[TASK]:
Show each line from the listing that includes the word "Commands".

[DATA PROVIDED]:
● ● ● ● ●

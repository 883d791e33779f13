use std::fmt;

use thiserror::Error;

use crate::DocId;

/// Why a document id was refused by `add_document`.
#[derive(Debug, Clone, Copy, PartialEq, Eq)]
pub enum InvalidDocumentReason {
    Negative,
    Duplicate,
}

impl fmt::Display for InvalidDocumentReason {
    fn fmt(&self, f: &mut fmt::Formatter<'_>) -> fmt::Result {
        match self {
            InvalidDocumentReason::Negative => f.write_str("id is negative"),
            InvalidDocumentReason::Duplicate => f.write_str("id is already indexed"),
        }
    }
}

/// Errors surfaced by the search engine.
#[derive(Error, Debug, Clone, PartialEq, Eq)]
pub enum SearchError {
    #[error("Invalid document {id}: {reason}")]
    InvalidDocument { id: DocId, reason: InvalidDocumentReason },

    #[error("Invalid term {0:?}: contains a control character")]
    InvalidTerm(String),

    #[error("Invalid query term {0:?}")]
    InvalidQuery(String),

    #[error("Unknown document: {0}")]
    UnknownDocument(DocId),
}

pub type Result<T> = std::result::Result<T, SearchError>;

#[cfg(test)]
mod tests {
    use super::*;

    #[test]
    fn test_error_display() {
        let err = SearchError::InvalidDocument { id: -1, reason: InvalidDocumentReason::Negative };
        assert_eq!(err.to_string(), "Invalid document -1: id is negative");
        assert_eq!(SearchError::UnknownDocument(7).to_string(), "Unknown document: 7");
        assert_eq!(SearchError::InvalidQuery("--x".into()).to_string(), "Invalid query term \"--x\"");
    }
}
use std::time::Instant;

/// Logs how long its scope took when dropped.
pub struct LogDuration {
    operation: String,
    start: Instant,
}

impl LogDuration {
    pub fn new(operation: impl Into<String>) -> Self {
        Self { operation: operation.into(), start: Instant::now() }
    }
}

impl Drop for LogDuration {
    fn drop(&mut self) {
        let elapsed = self.start.elapsed();
        tracing::info!(
            operation = %self.operation,
            took_ms = elapsed.as_millis() as u64,
            took_s = elapsed.as_secs_f64(),
            "operation finished"
        );
    }
}
use rayon::prelude::*;
use serde::{Deserialize, Serialize};

use crate::accumulator::ShardedAccumulator;
use crate::config::{EngineConfig, ExecutionPolicy};
use crate::index::{DocId, DocumentStatus, InvertedIndex};
use crate::query::Query;

#[derive(Debug, Clone, Copy, PartialEq, Serialize, Deserialize)]
pub struct SearchHit {
    pub id: DocId,
    pub relevance: f64,
    pub rating: i32,
}

/// Decides which documents may be scored by a query.
pub trait DocumentFilter: Sync {
    fn accept(&self, id: DocId, status: DocumentStatus, rating: i32) -> bool;
}

impl DocumentFilter for DocumentStatus {
    fn accept(&self, _id: DocId, status: DocumentStatus, _rating: i32) -> bool {
        *self == status
    }
}

impl<F> DocumentFilter for F
where
    F: Fn(DocId, DocumentStatus, i32) -> bool + Sync,
{
    fn accept(&self, id: DocId, status: DocumentStatus, rating: i32) -> bool {
        self(id, status, rating)
    }
}

/// Score every document matching the query's plus terms, then drop documents
/// containing any minus term. Minus terms are applied after all scoring has
/// finished and ignore the filter.
pub fn find_all_documents<P: DocumentFilter + ?Sized>(
    index: &InvertedIndex,
    query: &Query<'_>,
    policy: ExecutionPolicy,
    config: &EngineConfig,
    filter: &P,
) -> Vec<SearchHit> {
    let relevance: ShardedAccumulator<DocId, f64> = ShardedAccumulator::new(policy.shard_count(config));

    let accumulate = |term: &&str| {
        let Some(postings) = index.postings(term) else { return };
        let idf = index.inverse_document_freq(postings);
        for (&id, &tf) in postings {
            let Some(meta) = index.meta(id) else { continue };
            if filter.accept(id, meta.status, meta.rating) {
                *relevance.at(id) += tf * idf;
            }
        }
    };
    match policy {
        ExecutionPolicy::Sequential => query.plus.iter().for_each(accumulate),
        ExecutionPolicy::Parallel => query.plus.par_iter().for_each(accumulate),
    }

    for term in &query.minus {
        let Some(postings) = index.postings(term) else { continue };
        for &id in postings.keys() {
            relevance.erase(id);
        }
    }

    relevance
        .drain()
        .into_iter()
        .filter_map(|(id, relevance)| {
            let meta = index.meta(id)?;
            Some(SearchHit { id, relevance, rating: meta.rating })
        })
        .collect()
}

/// Order by relevance descending. Hits whose relevance lies within `epsilon`
/// of the first hit of their run are ties and are ordered by rating
/// descending, then by ascending id. Tied hits never fall back to their exact
/// relevance bits, which differ with the order parallel workers add terms.
pub fn sort_hits(hits: &mut [SearchHit], epsilon: f64) {
    hits.sort_by(|a, b| {
        b.relevance
            .total_cmp(&a.relevance)
            .then(b.rating.cmp(&a.rating))
            .then(a.id.cmp(&b.id))
    });
    let mut start = 0;
    while start < hits.len() {
        let head = hits[start].relevance;
        let run = hits[start..].iter().take_while(|hit| head - hit.relevance < epsilon).count();
        hits[start..start + run].sort_by(|a, b| b.rating.cmp(&a.rating).then(a.id.cmp(&b.id)));
        start += run;
    }
}

#[cfg(test)]
mod tests {
    use super::*;

    fn hit(id: DocId, relevance: f64, rating: i32) -> SearchHit {
        SearchHit { id, relevance, rating }
    }

    #[test]
    fn sorts_by_relevance_then_rating() {
        let mut hits = vec![hit(1, 0.2, 9), hit(2, 0.9, 1), hit(3, 0.5, 0), hit(4, 0.5 + 1e-8, -3), hit(5, 0.5, 7)];
        sort_hits(&mut hits, 1e-6);
        let ids: Vec<DocId> = hits.iter().map(|h| h.id).collect();
        assert_eq!(ids, vec![2, 5, 3, 4, 1]);
    }

    #[test]
    fn equal_hits_keep_id_order() {
        let mut hits = vec![hit(9, 0.3, 1), hit(4, 0.3, 1), hit(6, 0.3, 1)];
        sort_hits(&mut hits, 1e-6);
        let ids: Vec<DocId> = hits.iter().map(|h| h.id).collect();
        assert_eq!(ids, vec![4, 6, 9]);
    }

    #[test]
    fn last_bit_relevance_difference_does_not_reorder_ties() {
        let x = 0.471_234_567_f64;
        let next = f64::from_bits(x.to_bits() + 1);
        let mut a = vec![hit(0, x, 1), hit(1, next, 1)];
        let mut b = vec![hit(0, next, 1), hit(1, x, 1)];
        sort_hits(&mut a, 1e-6);
        sort_hits(&mut b, 1e-6);
        let ids = |hits: &[SearchHit]| hits.iter().map(|h| h.id).collect::<Vec<_>>();
        assert_eq!(ids(&a), vec![0, 1]);
        assert_eq!(ids(&b), vec![0, 1]);
    }

    #[test]
    fn status_and_closure_filters() {
        assert!(DocumentStatus::Banned.accept(1, DocumentStatus::Banned, 0));
        assert!(!DocumentStatus::Banned.accept(1, DocumentStatus::Actual, 0));
        let even = |id: DocId, _: DocumentStatus, _: i32| id % 2 == 0;
        assert!(even.accept(2, DocumentStatus::Removed, 0));
        assert!(!even.accept(3, DocumentStatus::Actual, 0));
    }
}
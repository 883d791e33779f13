use anyhow::{Context, Result};
use clap::{Parser, Subcommand, ValueEnum};
use search_core::dedup::remove_duplicates;
use search_core::{DocId, DocumentStatus, EngineConfig, ExecutionPolicy, SearchHit, SearchServer};
use serde::{Deserialize, Serialize};
use tracing_subscriber::{fmt, EnvFilter};
use walkdir::WalkDir;

use std::fs::File;
use std::io::{BufRead, BufReader};
use std::path::{Path, PathBuf};

mod generator;
mod timing;

use timing::LogDuration;

#[derive(Debug, Deserialize)]
struct InputDoc {
    id: DocId,
    text: String,
    #[serde(default = "default_status")]
    status: DocumentStatus,
    #[serde(default)]
    ratings: Vec<i32>,
}
fn default_status() -> DocumentStatus { DocumentStatus::Actual }

#[derive(Parser)]
#[command(name = "searchctl")]
#[command(about = "Load documents into an in-memory TF-IDF index and query it", long_about = None)]
struct Cli {
    #[command(subcommand)]
    command: Commands,
}

#[derive(Subcommand)]
enum Commands {
    /// Index documents and run queries against them
    Search {
        #[command(flatten)]
        source: Source,
        /// Query to run; repeat for several
        #[arg(long = "query", required = true)]
        queries: Vec<String>,
        /// Only rank documents with this status
        #[arg(long, value_enum, default_value_t = Status::Actual)]
        status: Status,
        /// Score each query across the thread pool
        #[arg(long, default_value_t = false)]
        parallel: bool,
    },
    /// Index documents and drop those repeating an earlier document's term set
    Dedup {
        #[command(flatten)]
        source: Source,
    },
    /// Compare sequential and parallel ranking on a synthetic corpus
    Bench {
        #[arg(long, default_value_t = 5489)]
        seed: u64,
        #[arg(long, default_value_t = 1000)]
        dictionary_size: usize,
        #[arg(long, default_value_t = 10)]
        max_word_len: usize,
        #[arg(long, default_value_t = 10_000)]
        documents: usize,
        #[arg(long, default_value_t = 100)]
        queries: usize,
        /// Words per generated document and per generated query
        #[arg(long, default_value_t = 70)]
        words: usize,
        /// Probability that a generated query word is a minus word
        #[arg(long, default_value_t = 0.0)]
        minus_prob: f64,
    },
}

#[derive(clap::Args)]
struct Source {
    /// Input path (JSON/JSONL file or a directory of them)
    #[arg(long)]
    input: String,
    /// Space-separated stop words
    #[arg(long, default_value = "")]
    stop_words: String,
    /// JSON file with engine settings
    #[arg(long)]
    config: Option<PathBuf>,
}

#[derive(Clone, Copy, ValueEnum)]
enum Status {
    Actual,
    Irrelevant,
    Banned,
    Removed,
}

impl From<Status> for DocumentStatus {
    fn from(status: Status) -> Self {
        match status {
            Status::Actual => DocumentStatus::Actual,
            Status::Irrelevant => DocumentStatus::Irrelevant,
            Status::Banned => DocumentStatus::Banned,
            Status::Removed => DocumentStatus::Removed,
        }
    }
}

#[derive(Serialize)]
struct SearchResponse<'a> {
    query: &'a str,
    took_s: f64,
    results: Vec<SearchHit>,
}

fn main() -> Result<()> {
    fmt().with_env_filter(EnvFilter::from_default_env()).init();
    let cli = Cli::parse();

    match cli.command {
        Commands::Search { source, queries, status, parallel } => {
            let server = build_server(&source)?;
            let policy = if parallel { ExecutionPolicy::Parallel } else { ExecutionPolicy::Sequential };
            for query in &queries {
                let start = std::time::Instant::now();
                let results = server.find_top_documents_with(policy, query, DocumentStatus::from(status))?;
                let response = SearchResponse { query, took_s: start.elapsed().as_secs_f64(), results };
                println!("{}", serde_json::to_string_pretty(&response)?);
            }
            Ok(())
        }
        Commands::Dedup { source } => {
            let mut server = build_server(&source)?;
            let removed = remove_duplicates(&mut server)?;
            tracing::info!(removed = removed.len(), remaining = server.document_count(), "duplicates removed");
            println!("{}", serde_json::to_string(&removed)?);
            Ok(())
        }
        Commands::Bench { seed, dictionary_size, max_word_len, documents, queries, words, minus_prob } => {
            let corpus = generator::Corpus::generate(&generator::CorpusShape {
                seed,
                dictionary_size,
                max_word_len,
                documents,
                queries,
                words,
                minus_prob,
            });
            run_bench(&corpus)
        }
    }
}

fn build_server(source: &Source) -> Result<SearchServer> {
    let config = match &source.config {
        Some(path) => load_config(path)?,
        None => EngineConfig::default(),
    };
    let stop_words: Vec<&str> = source.stop_words.split(' ').collect();
    let mut server = SearchServer::with_config(stop_words, config)?;
    let docs = load_documents(Path::new(&source.input))?;
    for doc in &docs {
        server
            .add_document(doc.id, &doc.text, doc.status, &doc.ratings)
            .with_context(|| format!("indexing document {}", doc.id))?;
    }
    tracing::info!(num_docs = server.document_count(), "ingested documents");
    Ok(server)
}

fn load_config(path: &Path) -> Result<EngineConfig> {
    let f = File::open(path).with_context(|| format!("opening config {}", path.display()))?;
    let config = serde_json::from_reader(BufReader::new(f))?;
    Ok(config)
}

fn load_documents(input_path: &Path) -> Result<Vec<InputDoc>> {
    let mut files: Vec<PathBuf> = Vec::new();
    if input_path.is_dir() {
        for entry in WalkDir::new(input_path).sort_by_file_name().into_iter().filter_map(|e| e.ok()) {
            let p = entry.path();
            if p.is_file() {
                if let Some(ext) = p.extension().and_then(|s| s.to_str()) {
                    if matches!(ext, "json" | "jsonl") {
                        files.push(p.to_path_buf());
                    }
                }
            }
        }
    } else if input_path.is_file() {
        files.push(input_path.to_path_buf());
    } else {
        anyhow::bail!("input {} does not exist", input_path.display());
    }

    let mut docs = Vec::new();
    for file in files {
        if file.extension().and_then(|s| s.to_str()) == Some("jsonl") {
            read_jsonl(&file, &mut docs)?;
        } else {
            read_json(&file, &mut docs)?;
        }
    }
    Ok(docs)
}

fn read_jsonl(file: &Path, docs: &mut Vec<InputDoc>) -> Result<()> {
    let reader = BufReader::new(File::open(file)?);
    for line in reader.lines() {
        let line = line?;
        if line.trim().is_empty() { continue; }
        docs.push(serde_json::from_str(&line)?);
    }
    Ok(())
}

fn read_json(file: &Path, docs: &mut Vec<InputDoc>) -> Result<()> {
    let reader = BufReader::new(File::open(file)?);
    let json: serde_json::Value = serde_json::from_reader(reader)?;
    match json {
        serde_json::Value::Array(arr) => {
            for v in arr {
                docs.push(serde_json::from_value(v)?);
            }
        }
        serde_json::Value::Object(_) => docs.push(serde_json::from_value(json)?),
        _ => {}
    }
    Ok(())
}

fn run_bench(corpus: &generator::Corpus) -> Result<()> {
    let mut server = SearchServer::new([corpus.dictionary.first().map(String::as_str).unwrap_or("")])?;
    {
        let _timer = LogDuration::new("index synthetic documents");
        for (id, text) in corpus.documents.iter().enumerate() {
            server.add_document(id as DocId, text, DocumentStatus::Actual, &[1, 2, 3])?;
        }
    }
    for policy in [ExecutionPolicy::Sequential, ExecutionPolicy::Parallel] {
        let _timer = LogDuration::new(format!("{policy:?}"));
        let mut total_relevance = 0.0;
        for query in &corpus.queries {
            for hit in server.find_top_documents_with(policy, query, DocumentStatus::Actual)? {
                total_relevance += hit.relevance;
            }
        }
        tracing::info!(?policy, total_relevance, "bench run finished");
    }
    Ok(())
}

#[cfg(test)]
mod tests {
    use super::*;
    use std::fs;
    use tempfile::tempdir;

    #[test]
    fn loads_json_and_jsonl_from_directory() {
        let dir = tempdir().unwrap();
        fs::write(
            dir.path().join("a.json"),
            r#"[{"id": 1, "text": "cat in the city", "ratings": [1, 3, 2]},
                {"id": 2, "text": "dog", "status": "BANNED"}]"#,
        )
        .unwrap();
        fs::write(dir.path().join("b.jsonl"), "{\"id\": 3, \"text\": \"fluffy cat\"}\n\n").unwrap();
        fs::write(dir.path().join("notes.txt"), "ignored").unwrap();

        let docs = load_documents(dir.path()).unwrap();
        let ids: Vec<DocId> = docs.iter().map(|d| d.id).collect();
        assert_eq!(ids, vec![1, 2, 3]);
        assert_eq!(docs[1].status, DocumentStatus::Banned);
        assert_eq!(docs[0].ratings, vec![1, 3, 2]);
        assert!(docs[2].ratings.is_empty());
    }

    #[test]
    fn builds_server_with_config_file() {
        let dir = tempdir().unwrap();
        let input = dir.path().join("docs.jsonl");
        let lines: Vec<String> = (0..8).map(|id| format!("{{\"id\": {id}, \"text\": \"cat and dog{id}\"}}")).collect();
        fs::write(&input, lines.join("\n")).unwrap();
        let config = dir.path().join("engine.json");
        fs::write(&config, r#"{ "max_results": 3 }"#).unwrap();

        let source = Source {
            input: input.to_string_lossy().to_string(),
            stop_words: "and".into(),
            config: Some(config),
        };
        let server = build_server(&source).unwrap();
        assert_eq!(server.document_count(), 8);
        assert_eq!(server.find_top_documents("cat").unwrap().len(), 3);
        assert!(server.find_top_documents("and").unwrap().is_empty());
    }

    #[test]
    fn missing_input_is_an_error() {
        assert!(load_documents(Path::new("/definitely/not/here")).is_err());
    }
}
use std::panic::AssertUnwindSafe;
use std::sync::Arc;

use futures::FutureExt;

use super::error_format::{ErrorFormatter, INTERNAL_ERROR_MESSAGE};
use super::registry::HandlerRegistry;
use crate::codec::Value;
use crate::macros::log_error;
use crate::protocol::Protocol;
use crate::wire::MethodRunner;
use crate::{RemoteError, RpcError};

/// Dispatches inbound requests to the handlers of a bound protocol.
pub(super) struct BoundRunner {
    // ---
    pub protocol: Arc<Protocol>,
    pub handlers: HandlerRegistry,
    pub formatter: Arc<dyn ErrorFormatter>,
}

#[async_trait::async_trait]
impl MethodRunner for BoundRunner {
    // ---
    async fn run_method(&self, path: &str, args: Vec<Value>) -> Result<Value, RemoteError> {
        // ---
        let method = self
            .protocol
            .flat_client()
            .get(path)
            .ok_or_else(|| RemoteError::not_found(path))?;

        method
            .validate_args(&args)
            .map_err(|err| RemoteError::invalid_argument(err.to_string()))?;

        // Omitted optional arguments reach the handler as nil.
        let mut args = args;
        args.resize(method.args().len(), Value::Nil);

        let handler = self
            .handlers
            .get(path)
            .ok_or_else(|| RemoteError::not_implemented(path))?;

        let result = match AssertUnwindSafe(handler.call(args)).catch_unwind().await {
            Ok(Ok(result)) => result,
            Ok(Err(err)) => {
                log_error!("handler for {path} failed: {err}");
                return Err(self.formatter.format_error(path, err.as_ref()));
            }
            Err(_) => {
                log_error!("handler for {path} panicked");
                return Err(RemoteError::internal(INTERNAL_ERROR_MESSAGE));
            }
        };

        if let Err(err) = method.validate_return(&result) {
            let err = RpcError::ReturnValidation(format!("{path}: {err}"));
            log_error!("{err}");
            return Err(self.formatter.format_error(path, &err));
        }
        Ok(result)
    }
}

● ● ● ● ●

[EXPECTED OUTPUT]:
    command: Commands,
enum Commands {
        Commands::Search { source, queries, status, parallel } => {
        Commands::Dedup { source } => {
        Commands::Bench { seed, dictionary_size, max_word_len, documents, queries, words, minus_prob } => {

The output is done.